(Beginning of Materials provided)

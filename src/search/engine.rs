//! # Search engine
//!
//! [`SearchEngine`] pairs a [`StateEvaluator`] with the target state to look for, and searches
//! confinement windows for the spans where the evaluator reports that target.
//!
//! Algorithm
//! -----------------
//! For every confinement interval `[a, b]`, in ascending order:
//!
//! 1. sample `[a, b]` ([`StepSampler`]) and bracket membership changes
//!    ([`TransitionBracketer`]);
//! 2. bisect every bracket down to the tolerance ([`RootRefiner`]);
//! 3. pair each `Enter` with the following `Leave` into a result interval; an `Enter` with no
//!    `Leave` closes at `b`;
//! 4. insert the result intervals into the output window.
//!
//! Result intervals are therefore always contained in the confinement window. A condition
//! true at `a` yields a result starting exactly at `a`, and one still true at `b` yields a
//! result ending exactly at `b`.
//!
//! Failure semantics
//! -----------------
//! * Configuration problems and an empty confinement window are rejected before any
//!   sampling.
//! * Evaluator errors are never retried: the search stops with
//!   [`SearchError::EvaluationFailed`]. In [`FailureMode::BestEffort`] the error carries the
//!   window built from every confinement interval completed before the failure.
//! * Inserting more than `max_result_intervals` intervals stops the search with
//!   [`SearchError::ResultCapacityExceeded`] carrying exactly `max_result_intervals`
//!   intervals.
//! * A cancelled search fails with [`SearchError::Cancelled`] and returns nothing.
//!
//! Example
//! -----------------
//! ```rust
//! use gfsearch::evaluator::from_fn;
//! use gfsearch::search::engine::SearchEngine;
//! use gfsearch::search::SearchParams;
//! use gfsearch::window::TimeWindow;
//!
//! let confinement = TimeWindow::from_pairs(&[0.0, 100.0]).unwrap();
//! let engine = SearchEngine::binary(from_fn(|t: f64| (20.0..=40.0).contains(&t)));
//! let params = SearchParams::new(1.0, 1e-6, 10).unwrap();
//!
//! let found = engine.run(&confinement, &params).unwrap();
//! assert_eq!(found.cardinality(), 1);
//! assert!((found.interval(0).unwrap().start() - 20.0).abs() <= 1e-6);
//! ```
use std::cmp::Ordering::Less;

use log::{debug, warn};

use crate::constants::Seconds;
use crate::evaluator::StateEvaluator;
use crate::gfsearch_errors::SearchError;
use crate::search::bracket::{Direction, TransitionBracketer};
use crate::search::refine::RootRefiner;
use crate::search::sampler::StepSampler;
use crate::search::stats::SearchStats;
use crate::search::strategy::{Cancellable, FixedStep, SearchStrategy};
use crate::search::{gt0, FailureMode, SearchParams};
use crate::window::{Interval, TimeWindow};

pub struct SearchEngine<E: StateEvaluator> {
    evaluator: E,
    target: E::State,
}

impl<E: StateEvaluator<State = bool>> SearchEngine<E> {
    /// Engine looking for the spans where a boolean condition is `true`.
    pub fn binary(evaluator: E) -> Self {
        SearchEngine::new(evaluator, true)
    }
}

impl<E: StateEvaluator> SearchEngine<E> {
    pub fn new(evaluator: E, target: E::State) -> Self {
        SearchEngine { evaluator, target }
    }

    pub fn evaluator(&self) -> &E {
        &self.evaluator
    }

    pub fn target(&self) -> &E::State {
        &self.target
    }

    /// Find every span of `confinement` where the state equals the target.
    ///
    /// Arguments
    /// -----------------
    /// * `confinement`: window to search; never modified.
    /// * `params`: sampling step, tolerance, result capacity and failure mode.
    ///
    /// Return
    /// ----------
    /// * A fresh window holding the result intervals.
    /// * See the [module documentation](self) for the failure semantics.
    pub fn run(
        &self,
        confinement: &TimeWindow,
        params: &SearchParams,
    ) -> Result<TimeWindow, SearchError> {
        self.run_with_stats(confinement, params)
            .map(|(window, _)| window)
    }

    /// Same as [`SearchEngine::run`], also returning the counters of the run.
    pub fn run_with_stats(
        &self,
        confinement: &TimeWindow,
        params: &SearchParams,
    ) -> Result<(TimeWindow, SearchStats), SearchError> {
        params.validate()?;
        self.search(
            confinement,
            &FixedStep::from(params),
            params.max_result_intervals,
            params.failure_mode,
        )
    }

    /// Same as [`SearchEngine::run`], with cooperative cancellation.
    ///
    /// `should_cancel` is polled before every sample; once it returns `true` the search
    /// stops with [`SearchError::Cancelled`].
    pub fn run_with_cancel<F>(
        &self,
        confinement: &TimeWindow,
        params: &SearchParams,
        should_cancel: F,
    ) -> Result<TimeWindow, SearchError>
    where
        F: Fn() -> bool,
    {
        params.validate()?;
        let strategy = Cancellable::new(FixedStep::from(params), should_cancel);
        self.search(
            confinement,
            &strategy,
            params.max_result_intervals,
            params.failure_mode,
        )
        .map(|(window, _)| window)
    }

    /// Search with a caller-supplied [`SearchStrategy`] in place of the fixed step and
    /// tolerance.
    ///
    /// Arguments
    /// -----------------
    /// * `confinement`: window to search.
    /// * `strategy`: step sizing, tolerance, interruption and report hooks.
    /// * `max_result_intervals`: capacity of the result window.
    /// * `failure_mode`: handling of evaluator failures.
    ///
    /// Return
    /// ----------
    /// * The result window and the counters of the run.
    /// * [`SearchError::InvalidConfig`] if the strategy tolerance is not `> 0`, or not
    ///   smaller than its fixed step.
    pub fn run_with_strategy<St>(
        &self,
        confinement: &TimeWindow,
        strategy: &St,
        max_result_intervals: usize,
        failure_mode: FailureMode,
    ) -> Result<(TimeWindow, SearchStats), SearchError>
    where
        St: SearchStrategy + ?Sized,
    {
        self.search(confinement, strategy, max_result_intervals, failure_mode)
    }

    fn search<St>(
        &self,
        confinement: &TimeWindow,
        strategy: &St,
        max_result_intervals: usize,
        failure_mode: FailureMode,
    ) -> Result<(TimeWindow, SearchStats), SearchError>
    where
        St: SearchStrategy + ?Sized,
    {
        check_search(confinement, strategy)?;

        strategy.report_start(confinement);
        let result = self.search_serial(confinement, strategy, max_result_intervals, failure_mode);
        strategy.report_finish();

        log_outcome(&result);
        result
    }

    fn search_serial<St>(
        &self,
        confinement: &TimeWindow,
        strategy: &St,
        max_result_intervals: usize,
        failure_mode: FailureMode,
    ) -> Result<(TimeWindow, SearchStats), SearchError>
    where
        St: SearchStrategy + ?Sized,
    {
        let mut output = TimeWindow::new();
        let mut stats = SearchStats::default();

        for (idx, interval) in confinement.iter().enumerate() {
            let (found, interval_stats) = match self.search_interval(idx, interval, strategy) {
                Ok(res) => res,
                Err(err) => return Err(attach_partial(err, output, failure_mode)),
            };
            emit(&mut output, found, max_result_intervals)?;
            stats.merge(&interval_stats);
            strategy.report_interval_done(idx);
        }

        stats.result_intervals = output.cardinality();
        Ok((output, stats))
    }

    /// Sample, bracket, refine and pair the transitions of one confinement interval.
    fn search_interval<St>(
        &self,
        idx: usize,
        interval: &Interval,
        strategy: &St,
    ) -> Result<(Vec<Interval>, SearchStats), SearchError>
    where
        St: SearchStrategy + ?Sized,
    {
        debug!("searching confinement interval #{idx} {interval}");
        let mut stats = SearchStats {
            intervals_searched: 1,
            ..SearchStats::default()
        };

        let samples = StepSampler::new(*interval, strategy).inspect(|sample| {
            if let Ok(t) = sample {
                strategy.report_progress(idx, *t);
            }
        });
        let brackets =
            TransitionBracketer::new(&self.evaluator, &self.target).bracket(interval, samples)?;
        stats.record_brackets(&brackets);

        let refiner = RootRefiner::new(&self.evaluator, &self.target, strategy.tolerance());
        let mut found = Vec::new();
        let mut open: Option<Seconds> = None;

        for transition in &brackets.transitions {
            let refined = refiner.refine(transition, interval)?;
            stats.record_refinement(refined.iterations);

            match transition.direction {
                Direction::Enter => open = Some(refined.time),
                Direction::Leave => {
                    let start = open.take().unwrap_or(interval.start());
                    found.push(Interval::new(start, refined.time)?);
                }
            }
        }
        if let Some(start) = open {
            found.push(Interval::new(start, interval.end())?);
        }

        debug!(
            "confinement interval #{idx}: {} samples, {} transitions, {} result intervals",
            stats.samples,
            stats.transitions,
            found.len()
        );
        Ok((found, stats))
    }
}

#[cfg(feature = "parallel")]
impl<E> SearchEngine<E>
where
    E: StateEvaluator + Sync,
    E::State: Sync,
{
    /// Same as [`SearchEngine::run`], searching the confinement intervals on the rayon pool.
    ///
    /// Each confinement interval is an independent task. Results are merged in ascending
    /// order once every task is done, with the same capacity and failure semantics as the
    /// serial search. When any task is cancelled the whole search reports
    /// [`SearchError::Cancelled`].
    pub fn run_parallel(
        &self,
        confinement: &TimeWindow,
        params: &SearchParams,
    ) -> Result<TimeWindow, SearchError> {
        params.validate()?;
        self.run_parallel_with_strategy(
            confinement,
            &FixedStep::from(params),
            params.max_result_intervals,
            params.failure_mode,
        )
        .map(|(window, _)| window)
    }

    /// Parallel counterpart of [`SearchEngine::run_with_strategy`].
    pub fn run_parallel_with_strategy<St>(
        &self,
        confinement: &TimeWindow,
        strategy: &St,
        max_result_intervals: usize,
        failure_mode: FailureMode,
    ) -> Result<(TimeWindow, SearchStats), SearchError>
    where
        St: SearchStrategy + Sync + ?Sized,
    {
        use rayon::prelude::*;

        check_search(confinement, strategy)?;
        strategy.report_start(confinement);

        let per_interval: Vec<Result<(Vec<Interval>, SearchStats), SearchError>> = confinement
            .as_slice()
            .par_iter()
            .enumerate()
            .map(|(idx, interval)| {
                let res = self.search_interval(idx, interval, strategy);
                if res.is_ok() {
                    strategy.report_interval_done(idx);
                }
                res
            })
            .collect();
        strategy.report_finish();

        let result = reduce_ordered(per_interval, max_result_intervals, failure_mode);
        log_outcome(&result);
        result
    }
}

/// Merge per-interval outcomes in confinement order.
#[cfg(feature = "parallel")]
fn reduce_ordered(
    per_interval: Vec<Result<(Vec<Interval>, SearchStats), SearchError>>,
    max_result_intervals: usize,
    failure_mode: FailureMode,
) -> Result<(TimeWindow, SearchStats), SearchError> {
    if per_interval
        .iter()
        .any(|res| matches!(res, Err(SearchError::Cancelled)))
    {
        return Err(SearchError::Cancelled);
    }

    let mut output = TimeWindow::new();
    let mut stats = SearchStats::default();
    for res in per_interval {
        match res {
            Ok((found, interval_stats)) => {
                emit(&mut output, found, max_result_intervals)?;
                stats.merge(&interval_stats);
            }
            Err(err) => return Err(attach_partial(err, output, failure_mode)),
        }
    }
    stats.result_intervals = output.cardinality();
    Ok((output, stats))
}

/// Checks done before any sampling.
fn check_search<St>(confinement: &TimeWindow, strategy: &St) -> Result<(), SearchError>
where
    St: SearchStrategy + ?Sized,
{
    if confinement.is_empty() {
        return Err(SearchError::EmptyConfinementWindow);
    }

    let tolerance = strategy.tolerance();
    if !gt0(tolerance) {
        return Err(SearchError::InvalidConfig(format!(
            "tolerance must be > 0, got {tolerance}"
        )));
    }
    if let Some(step) = strategy.fixed_step() {
        if !step.is_finite() || !gt0(step) {
            return Err(SearchError::InvalidConfig(format!(
                "step must be finite and > 0, got {step}"
            )));
        }
        if tolerance.partial_cmp(&step) != Some(Less) {
            return Err(SearchError::InvalidConfig(format!(
                "tolerance ({tolerance}) must be smaller than step ({step})"
            )));
        }
    }
    Ok(())
}

/// Insert the intervals found in one confinement interval, enforcing the capacity.
fn emit(
    output: &mut TimeWindow,
    found: Vec<Interval>,
    max_result_intervals: usize,
) -> Result<(), SearchError> {
    for interval in found {
        if output.cardinality() >= max_result_intervals {
            warn!("result capacity of {max_result_intervals} intervals reached, search truncated");
            return Err(SearchError::ResultCapacityExceeded {
                max: max_result_intervals,
                partial: std::mem::take(output),
            });
        }
        output.insert_interval(interval);
    }
    Ok(())
}

/// In best-effort mode, an evaluation failure carries the intervals completed so far.
fn attach_partial(err: SearchError, completed: TimeWindow, mode: FailureMode) -> SearchError {
    match (err, mode) {
        (
            SearchError::EvaluationFailed {
                time,
                interval,
                source,
                ..
            },
            FailureMode::BestEffort,
        ) => SearchError::EvaluationFailed {
            time,
            interval,
            source,
            partial: Some(completed),
        },
        (err, _) => err,
    }
}

fn log_outcome(result: &Result<(TimeWindow, SearchStats), SearchError>) {
    match result {
        Ok((_, stats)) => debug!("search done: {stats}"),
        Err(SearchError::Cancelled) => warn!("search cancelled"),
        Err(err @ SearchError::EvaluationFailed { .. }) => warn!("search aborted: {err}"),
        Err(_) => {}
    }
}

(End of Materials provided)

# Your objective:
Both the first line of the data above and the line with "2. bisect every" must be included; please return exactly those lines and the ones between them.

# Task response:
filename src/search/engine.rs
//! # Search engine
//!
//! [`SearchEngine`] pairs a [`StateEvaluator`] with the target state to look for, and searches
//! confinement windows for the spans where the evaluator reports that target.
//!
//! Algorithm
//! -----------------
//! For every confinement interval `[a, b]`, in ascending order:
//!
//! 1. sample `[a, b]` ([`StepSampler`]) and bracket membership changes
//!    ([`TransitionBracketer`]);
//! 2. bisect every bracket down to the tolerance ([`RootRefiner`]);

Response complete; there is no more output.